Methods for the analysis of DNA variation
PCR reaction, molecular markers (microsatellites, SNPs) and elements of sequence analysis. This part of the course will include theoretical lessons as also practice in laboratory.
Mechanisms of evolutionary changes
- What is a population?
- How to describe a population: genotypic and allelic frequencies.
- The Hardy-Weinberg law (HW), chi-square test, estimator of genetic diversity (HE), Wahlund effect, genetic divergence among populations (FST). Applications of the HW law. The role of the evolutionary forces on the level and structure of genetic variation in forest populations: mutations, genetic drift, migration, founder effect, bottleneck effect, effective population size (Ne), selection (the fundamental theorem of selection, selection against the dominant phenotype, selection against the recessive phenotype, selection in favor of the heterozygotes), recombination. Interaction between the evolutionary forces: equilibrium between migration and genetic drift, between migration and selection, among migration, drift and selection. Inbreeding: definition and calculation of the inbreeding coefficient. Inbreeding depression and heterosis.
- The genetic basis of quantitative traits.
- Fundamental statistics: mean, variance, standard deviation; covariance and correlation.
- Phenotypic value, genotypic value and environmental deviation. The model of Mather. Population mean, average effect of the alleles, average effect of allelic substitution, breeding value. Dominance deviations. The partitioning of the phenotypic variance: genetic variance (additive and dominance) and environmental variance. Genotype x environment interaction. Heritability (broad sense and narrow sense). Resemblance between relatives and covariance. Selection for quantitative traits: selection differential, intensity of selection, selection gain.
Factors influencing genetic variations within populations
Estimates of genetic diversity from genetic markers and quantitative traits. The role of Population Size,
longevity, high levels of outcrossing, migration between populations (by pollen and seed flow): selection in changing environments: balancing selection. Mating system in forest trees. mechanisms promoting high levels of outcrossing (protoginy, proterandry, poliembriony, auto-incompatibility systems). Factors leading to unusually low levels of outcrossing. Plants density; patterns of cross-fertilization within populations. spatial and temporal genetic structure within populations Practical implications of within-population genetic diversity: genetic improvements under natural regeneration systems. Seed collections. in Natural Populations.

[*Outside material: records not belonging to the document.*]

impl RecordingSession {
    pub(crate) fn new(recorder: Arc<Recorder>, thread_id: u64, thread_name: String) -> Self {
        let registry = ObjectRecorderRegistry::new(recorder.config().max_collection_elements);
        Self {
            recorder,
            thread_id,
            thread_name,
            disabled: Cell::new(false),
            state: RefCell::new(SessionState {
                phase: SessionPhase::Idle,
                active: None,
                registry,
                reported_degraded: 0,
                callee: Vec::new(),
                args: Vec::new(),
                value: Vec::new(),
            }),
        }
    }

    pub fn recorder(&self) -> &Arc<Recorder> {
        &self.recorder
    }

    pub fn thread_id(&self) -> u64 {
        self.thread_id
    }

    pub fn thread_name(&self) -> &str {
        &self.thread_name
    }

    /// Current phase; a session observed mid-event reports `Active`
    pub fn phase(&self) -> SessionPhase {
        self.state
            .try_borrow()
            .map(|state| state.phase)
            .unwrap_or(SessionPhase::Active)
    }

    pub fn current_recording_id(&self) -> Option<i32> {
        self.state
            .try_borrow()
            .ok()
            .and_then(|state| state.active.as_ref().map(|active| active.metadata.id))
    }

    /// Whether events on this thread are currently recorded
    pub fn is_recording(&self) -> bool {
        !self.disabled.get() && self.phase() == SessionPhase::Active
    }

    /// Suppress recording on this thread without ending the recording
    pub fn disable(&self) {
        self.disabled.set(true);
    }

    /// Resume exactly where [`disable`](Self::disable) left off
    pub fn enable(&self) {
        self.disabled.set(false);
    }

    pub fn is_disabled(&self) -> bool {
        self.disabled.get()
    }

    /// Record a method entry
    ///
    /// Starts a recording if the session is idle and the start policy allows
    /// it; the first recorded call of a recording is always [`CallId::ROOT`].
    pub fn on_method_enter(&self, method_id: u64, callee: Option<&Value>, args: &[Value]) -> EnterOutcome {
        if self.disabled.get() {
            return EnterOutcome::Skipped(SkipReason::Disabled);
        }
        let Ok(mut state) = self.state.try_borrow_mut() else {
            return EnterOutcome::Skipped(SkipReason::Reentrant);
        };

        match self.enter(&mut state, method_id, callee, args) {
            Ok(outcome) => outcome,
            Err(e) => {
                error!("Failed to record enter of method {}: {}", method_id, e);
                EnterOutcome::Skipped(SkipReason::Failed)
            }
        }
    }

    /// Record a method exit
    ///
    /// The exit of the root call finishes the recording: the last chunk is
    /// flushed with the completion time and the session returns to idle.
    pub fn on_method_exit(&self, call_id: CallId, outcome: CallOutcome<'_>) -> ExitOutcome {
        if self.disabled.get() {
            return ExitOutcome::Skipped(SkipReason::Disabled);
        }
        let Ok(mut state) = self.state.try_borrow_mut() else {
            return ExitOutcome::Skipped(SkipReason::Reentrant);
        };

        match self.exit(&mut state, call_id, outcome) {
            Ok(outcome) => outcome,
            Err(e) => {
                error!("Failed to record exit of call {}: {}", call_id, e);
                ExitOutcome::Skipped(SkipReason::Failed)
            }
        }
    }

    /// Flush the current chunk if it exceeded its age limit
    ///
    /// Hosts call this from the owning thread when it may stay inside one
    /// long call for a while. Returns whether a chunk was flushed.
    pub fn flush_if_stale(&self) -> bool {
        let Ok(mut state) = self.state.try_borrow_mut() else {
            return false;
        };
        let SessionState { active, registry, .. } = &mut *state;
        match active {
            Some(active) if active.writer.is_stale() => {
                if let Err(e) = self.flush_partial(registry, active) {
                    warn!("Failed to flush stale chunk of recording {}: {}", active.metadata.id, e);
                }
                true
            }
            _ => false,
        }
    }

    fn enter(
        &self,
        state: &mut SessionState,
        method_id: u64,
        callee: Option<&Value>,
        args: &[Value],
    ) -> Result<EnterOutcome> {
        if state.phase == SessionPhase::Idle {
            let Some(method) = self.recorder.method(method_id) else {
                warn!("Enter of unregistered method {} ignored", method_id);
                return Ok(EnterOutcome::Skipped(SkipReason::UnknownMethod));
            };
            if !self.recorder.can_start_recording(&method) {
                return Ok(EnterOutcome::Skipped(SkipReason::NotRecording));
            }
            self.start(state, &method);
        }

        let SessionState {
            active,
            registry,
            callee: callee_buf,
            args: arg_bufs,
            ..
        } = &mut *state;
        let active = active
            .as_mut()
            .ok_or_else(|| EngineError::RecordingFailed("Active session without a recording".to_string()))?;

        callee_buf.clear();
        match callee {
            Some(value) => encode_value(registry, value, callee_buf),
            None => registry.encode_null(callee_buf),
        }
        if arg_bufs.len() < args.len() {
            arg_bufs.resize_with(args.len(), Vec::new);
        }
        for (buf, arg) in arg_bufs.iter_mut().zip(args) {
            buf.clear();
            encode_value(registry, arg, buf);
        }

        let call_id = active.next_call_id;
        active.next_call_id = call_id.next();
        active
            .writer
            .write_enter(call_id, method_id, self.timestamp(), callee_buf, &arg_bufs[..args.len()]);

        self.recorder.note_call_recorded();
        metrics::counter!(CALLS_RECORDED).increment(1);
        self.report_degraded(state);

        let SessionState { active, registry, .. } = &mut *state;
        if let Some(active) = active {
            if active.writer.should_flush() {
                if let Err(e) = self.flush_partial(registry, active) {
                    warn!("Failed to flush chunk of recording {}: {}", active.metadata.id, e);
                }
            }
        }
        Ok(EnterOutcome::Recorded(call_id))
    }

    fn exit(&self, state: &mut SessionState, call_id: CallId, outcome: CallOutcome<'_>) -> Result<ExitOutcome> {
        let SessionState {
            active: active_slot,
            registry,
            value: value_buf,
            ..
        } = &mut *state;
        let Some(active) = active_slot.as_mut() else {
            return Ok(ExitOutcome::Skipped(SkipReason::NotRecording));
        };
        if call_id.0 == 0 || call_id >= active.next_call_id {
            warn!(
                "Exit of call {} which was never entered in recording {}",
                call_id, active.metadata.id
            );
            return Ok(ExitOutcome::Skipped(SkipReason::UnknownCall));
        }

        let (value, thrown) = match outcome {
            CallOutcome::Returned(value) => (value, false),
            CallOutcome::Thrown(value) => (value, true),
        };
        value_buf.clear();
        encode_value(registry, value, value_buf);
        active.writer.write_exit(call_id, thrown, self.timestamp(), value_buf);

        if !call_id.is_root() {
            if active.writer.should_flush() {
                if let Err(e) = self.flush_partial(registry, active) {
                    warn!("Failed to flush chunk of recording {}: {}", active.metadata.id, e);
                }
            }
            self.report_degraded(state);
            return Ok(ExitOutcome::Recorded);
        }

        state.phase = SessionPhase::Draining;
        let finished = state.active.take();
        let recording_id = self.drain(state, finished);
        state.phase = SessionPhase::Idle;
        self.report_degraded(state);
        Ok(ExitOutcome::Finished { recording_id })
    }

    fn start(&self, state: &mut SessionState, method: &Method) {
        let recording_id = self.recorder.next_recording_id();
        let start_stack_trace = if self.recorder.config().capture_stack_traces {
            capture_stack_trace()
        } else {
            Vec::new()
        };

        state.active = Some(ActiveRecording {
            metadata: RecordingMetadata {
                id: recording_id,
                thread_id: self.thread_id,
                thread_name: self.thread_name.clone(),
                start_stack_trace,
                start_time_millis: chrono::Utc::now().timestamp_millis(),
                complete_time_millis: None,
            },
            next_call_id: CallId::ROOT,
            writer: self.recorder.chunk_writer(recording_id),
        });
        state.phase = SessionPhase::Active;

        self.recorder.note_recording_started();
        metrics::counter!(RECORDINGS_STARTED).increment(1);
        debug!(
            "Started recording {} on thread {} at method {}",
            recording_id, self.thread_name, method
        );
    }

    /// Final flush of a recording whose root call exited
    fn drain(&self, state: &mut SessionState, finished: Option<ActiveRecording>) -> i32 {
        let Some(ActiveRecording {
            metadata,
            next_call_id,
            writer,
        }) = finished
        else {
            return -1;
        };

        let metadata = metadata.with_complete_time(chrono::Utc::now().timestamp_millis());
        let submitted = writer
            .finish()
            .and_then(|chunk| {
                self.recorder
                    .submit_chunk(&metadata, state.registry.take_new_types(), chunk)
            });
        if let Err(e) = submitted {
            error!("Failed to flush final chunk of recording {}: {}", metadata.id, e);
        }

        self.recorder.note_recording_finished();
        metrics::counter!(RECORDINGS_FINISHED).increment(1);
        debug!(
            "Finished recording {} on thread {}, recorded {} calls",
            metadata.id,
            self.thread_name,
            next_call_id.0 - 1
        );
        metadata.id
    }

    fn flush_partial(&self, registry: &mut ObjectRecorderRegistry, active: &mut ActiveRecording) -> Result<()> {
        let chunk = active.writer.take_chunk()?;
        self.recorder
            .submit_chunk(&active.metadata, registry.take_new_types(), chunk)
    }

    fn report_degraded(&self, state: &mut SessionState) {
        let degraded = state.registry.degraded();
        if degraded > state.reported_degraded {
            self.recorder.note_values_degraded(degraded - state.reported_degraded);
            state.reported_degraded = degraded;
        }
    }

    fn timestamp(&self) -> Option<i64> {
        if self.recorder.config().timestamps_enabled {
            chrono::Utc::now().timestamp_nanos_opt()
        } else {
            None
        }
    }
}
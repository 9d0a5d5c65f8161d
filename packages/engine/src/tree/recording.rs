// packages/engine/src/tree/recording.rs
//! Read views over assembled recordings
//!
//! Views are snapshots: a [`CallRecord`] copies its call state out of the
//! index when created, so iterating children never races with the assembler
//! appending new ones. Enter and exit payloads are decoded lazily, once.

use crate::index::CallState;
use crate::model::{CallId, EnterRecord, ExitRecord, ExitValue, Method, RecordingMetadata};
use crate::objects::{ObjectRecord, TypeResolver};
use crate::observability::READER_DATA_LOSS;
use crate::reader::{load_record, ReaderStatus};
use crate::tree::assembler::Shared;
use crate::utils::errors::{EngineError, Result};
use crate::wire::chunk::RawRecord;
use once_cell::sync::OnceCell;
use parking_lot::{Mutex, RwLock};
use std::fmt;
use std::sync::atomic::{AtomicBool, Ordering};
use std::sync::Arc;
use std::time::Duration;
use tokio::sync::watch;
use tracing::{debug, warn};

/// Arrival-order bookkeeping of one recording
#[derive(Debug)]
pub(crate) struct Progress {
    pub(crate) open_calls: Vec<CallId>,
    pub(crate) last_call_id: CallId,
}

pub(crate) struct RecordingState {
    pub(crate) id: i32,
    pub(crate) metadata: RwLock<Option<RecordingMetadata>>,
    pub(crate) progress: Mutex<Progress>,
    data_loss: AtomicBool,
    complete: watch::Sender<bool>,
}

impl RecordingState {
    pub(crate) fn new(id: i32) -> Self {
        let (complete, _) = watch::channel(false);
        Self {
            id,
            metadata: RwLock::new(None),
            progress: Mutex::new(Progress {
                open_calls: Vec::new(),
                last_call_id: CallId(0),
            }),
            data_loss: AtomicBool::new(false),
            complete,
        }
    }

    pub(crate) fn mark_data_loss(&self) {
        if !self.data_loss.swap(true, Ordering::Relaxed) {
            debug!("Recording {} has lost data", self.id);
        }
    }

    /// Completion never reverts
    pub(crate) fn mark_complete(&self) {
        self.complete.send_if_modified(|complete| {
            let changed = !*complete;
            *complete = true;
            changed
        });
    }
}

Provenance, clinal and ecotipic variation. Provenance x Environment Interaction. Experimental methods used to study geographic variation: genetic markers , short-term seedling tests, long-term provenance trials patterns of geographic variation in forest trees. Implications of geographic variation for Seed Transfer“ Domestic” and “Darwinian” fitness. Seed-zones.
Relevance of the forest genetic resources. The in situ and ex situ strategies for the conservation of genetic resources. Sampling strategies. Core collections.
Phenotypic mass selection. Comparison between seedling forestry and clonal forestry. Genetic gain, choice of traits and indirect response. Selection for multiple traits. General combining ability (GCA) and Specific Combining Ability (SCA). Genetic tests: Incomplete-pedigree mating designs and complete pedigree (Full-sib Family) mating designs. Recurrent selection for GCA. Advanced-generation breeding strategies (elite population + main population, multiple populations, sublines).